Works on problems of diverse scope in which analysis of data requires evaluation of identifiable factors. Exercises judgment within generally defined practices and policies in selecting methods and techniques for obtaining solutions. Coordinates study-related activities both internally and externally. Provides support to the Clinical Trial Manager/Clinical Trial Lead with study-related tasks to ensure efficient execution of clinical trials. Liaise with contract organizations, vendors and other suppliers of project support services to ensure study deliverables are met. Assists with pre-study, initiation, interim monitoring and close-out of a clinical study. Assists with site communication and problem solving. Assists site with submission of essential documents. May assist in data review and query reconciliation. Provides monthly study updates to the appropriate internal stakeholders as required. Maintains internal Clinical Operations databases and document repositories. Collaborates with Documentation Specialist to set up and maintain the Trial Master File (TMF). Ensures collection and review of site's essential documents. Effectively maintains the TMF, ensuring it is complete, accurate and up to date throughout the life cycle of the clinical study and assists with archival of the TMF when the study is complete. Assists with distribution and control of clinical, regulatory and study-related documents (e.g., protocols, informed consents). Maintains all aspects of documentation on department database/team rooms. Helps to ensure compliance with regulatory and Good Clinical Practices (GCP) requirements prior to shipment of clinical supplies. Assists in ordering and maintenance of clinical supplies for sites and the study team. Assists with the maintenance of a drug inventory system and tracks distribution of clinical supplies to site or third party packager. May assist with the creation of project specific tools, instructional manuals, protocols and informed consents. Assists with the coordination and logistics of team meetings, keeps agenda and meeting minutes. May involve 10-20 % travel as required to support clinical studies. Works on project objectives to meet timelines and deliverables. Other duties as assigned.

A Bachelors degree in a scientific discipline is required. RN or BSN degree is highly desired. Equivalent experience may be accepted. A minimum of 2 years experience in the Pharmaceutical, Medical Products industry, pharmaceutical product development or pharmaceutical formulations development is required.
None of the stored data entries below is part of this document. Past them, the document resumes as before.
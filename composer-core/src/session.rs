//! The session model: every character the user has created plus display
//! configuration.

use serde::{Deserialize, Serialize};

use crate::character::{Character, CharacterKind, CompoundCharacter, GlyphBox, SimpleCharacter};
use crate::config::DisplayConfig;
use crate::error::{ComposerError, ComposerResult};

/// Default language preference tag.
pub const DEFAULT_LANGUAGE: &str = "en";

/// All characters of a session, in creation order.
#[derive(Debug, Clone, PartialEq, Serialize, Deserialize)]
pub struct SessionModel {
    /// Characters in creation order.
    characters: Vec<Character>,
    /// Display configuration.
    #[serde(default)]
    pub display: DisplayConfig,
    /// Language preference tag, opaque to the core.
    #[serde(default = "SessionModel::default_language")]
    pub language: String,
}

impl SessionModel {
    /// Create an empty session model.
    #[must_use]
    pub fn new(display: DisplayConfig) -> Self {
        Self {
            characters: Vec::new(),
            display,
            language: Self::default_language(),
        }
    }

    fn default_language() -> String {
        DEFAULT_LANGUAGE.to_string()
    }

    /// All characters in order.
    #[must_use]
    pub fn characters(&self) -> &[Character] {
        &self.characters
    }

    /// Number of characters.
    #[must_use]
    pub fn len(&self) -> usize {
        self.characters.len()
    }

    /// Check if the model has no characters.
    #[must_use]
    pub fn is_empty(&self) -> bool {
        self.characters.is_empty()
    }

    /// Find a character by identity.
    #[must_use]
    pub fn get(&self, identity: char) -> Option<&Character> {
        self.characters.iter().find(|c| c.identity() == identity)
    }

    /// Characters of one variant, in model order.
    ///
    /// The iterator is lazy and can be cloned to restart it.
    pub fn characters_of_kind(
        &self,
        kind: CharacterKind,
    ) -> impl Iterator<Item = &Character> + Clone + '_ {
        self.characters.iter().filter(move |c| c.is_kind(kind))
    }

    /// Find the simple character with this identity.
    ///
    /// Unlike [`SessionModel::get`] this skips a compound that shares the
    /// identity.
    #[must_use]
    pub fn get_simple(&self, identity: char) -> Option<&SimpleCharacter> {
        self.characters.iter().find_map(|c| match c {
            Character::Simple(simple) if simple.identity == identity => Some(simple),
            _ => None,
        })
    }

    fn has_simple(&self, identity: char) -> bool {
        self.get_simple(identity).is_some()
    }

    /// Append a default-boxed simple character for every identity not
    /// already present as one.
    ///
    /// Returns the identities that were appended, in input order.
    pub fn add_simple_characters<I>(&mut self, identities: I) -> Vec<char>
    where
        I: IntoIterator<Item = char>,
    {
        let mut added = Vec::new();
        for identity in identities {
            if self.has_simple(identity) {
                continue;
            }
            self.characters
                .push(SimpleCharacter::with_default_box(identity, &self.display).into());
            added.push(identity);
        }
        if !added.is_empty() {
            tracing::info!("Added {} simple characters", added.len());
        }
        added
    }

    /// Compose a compound character from existing characters.
    ///
    /// Components are copied out of the model by value. Composing an
    /// identity that is already a compound replaces it in place.
    ///
    /// # Errors
    ///
    /// Returns [`ComposerError::InvalidOperation`] if there are no components
    /// or the identity belongs to a simple character, and
    /// [`ComposerError::UnknownCharacter`] if a component does not exist.
    pub fn compose(&mut self, identity: char, components: &[char]) -> ComposerResult<&Character> {
        if components.is_empty() {
            return Err(ComposerError::InvalidOperation(format!(
                "compound character {identity} needs at least one component"
            )));
        }
        if self.has_simple(identity) {
            return Err(ComposerError::InvalidOperation(format!(
                "{identity} is a simple character"
            )));
        }

        let components = components
            .iter()
            .map(|&component| {
                self.get(component)
                    .cloned()
                    .ok_or(ComposerError::UnknownCharacter(component))
            })
            .collect::<ComposerResult<Vec<_>>>()?;
        let compound = Character::from(CompoundCharacter {
            identity,
            components,
        });

        let index = if let Some(index) = self.position(identity) {
            self.characters[index] = compound;
            index
        } else {
            self.characters.push(compound);
            self.characters.len() - 1
        };
        tracing::info!("Composed {identity}");
        Ok(&self.characters[index])
    }

    /// Move and resize a simple character.
    ///
    /// Compounds that already copied this character keep their copy.
    ///
    /// # Errors
    ///
    /// Returns [`ComposerError::UnknownCharacter`] if no simple character has
    /// this identity.
    pub fn update_simple_box(&mut self, identity: char, placement: GlyphBox) -> ComposerResult<()> {
        let simple = self
            .characters
            .iter_mut()
            .find_map(|c| match c {
                Character::Simple(simple) if simple.identity == identity => Some(simple),
                _ => None,
            })
            .ok_or(ComposerError::UnknownCharacter(identity))?;
        simple.place(placement);
        Ok(())
    }

    /// Remove the character with this identity.
    ///
    /// # Errors
    ///
    /// Returns [`ComposerError::UnknownCharacter`] if it does not exist.
    pub fn remove_character(&mut self, identity: char) -> ComposerResult<Character> {
        let index = self
            .position(identity)
            .ok_or(ComposerError::UnknownCharacter(identity))?;
        Ok(self.characters.remove(index))
    }

    /// Remove the simple character with this identity, leaving a compound
    /// of the same identity in place.
    ///
    /// # Errors
    ///
    /// Returns [`ComposerError::UnknownCharacter`] if no simple character has
    /// this identity.
    pub fn remove_simple(&mut self, identity: char) -> ComposerResult<SimpleCharacter> {
        let (index, simple) = self
            .characters
            .iter()
            .enumerate()
            .find_map(|(index, c)| match c {
                Character::Simple(simple) if simple.identity == identity => Some((index, *simple)),
                _ => None,
            })
            .ok_or(ComposerError::UnknownCharacter(identity))?;
        self.characters.remove(index);
        Ok(simple)
    }

    fn position(&self, identity: char) -> Option<usize> {
        self.characters.iter().position(|c| c.identity() == identity)
    }

    /// Serialize the model to JSON.
    ///
    /// # Errors
    ///
    /// Returns an error if serialization fails.
    pub fn to_json(&self) -> ComposerResult<String> {
        serde_json::to_string(self).map_err(ComposerError::Decode)
    }

    /// Deserialize a model from JSON.
    ///
    /// # Errors
    ///
    /// Returns [`ComposerError::Decode`] if the JSON does not describe a model.
    pub fn from_json(json: &str) -> ComposerResult<Self> {
        serde_json::from_str(json).map_err(ComposerError::Decode)
    }
}

impl Default for SessionModel {
    fn default() -> Self {
        Self::new(DisplayConfig::default())
    }
}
Must have demonstrated problem solving abilities. Strong organizational skills are required. Strong written and verbal communication skills are required. Knowledge of FDA regulatory, ICH, and GCP requirements is required. Must be willing to work as part of a team. Must have demonstrated good interpersonal skills. Good computer skills are required. Working knowledge of MS word, Excel, Power point, is required.

We are an Equal Opportunity Employer and do not discriminate against applicants due to race, ethnicity, gender, veteran status, or on the basis of disability or any other federal, state or local protected class. Nektar Therapeutics will consider for employment qualified applicants with criminal histories in the manner proscribed by the San Francisco Fair Chance Ordinance.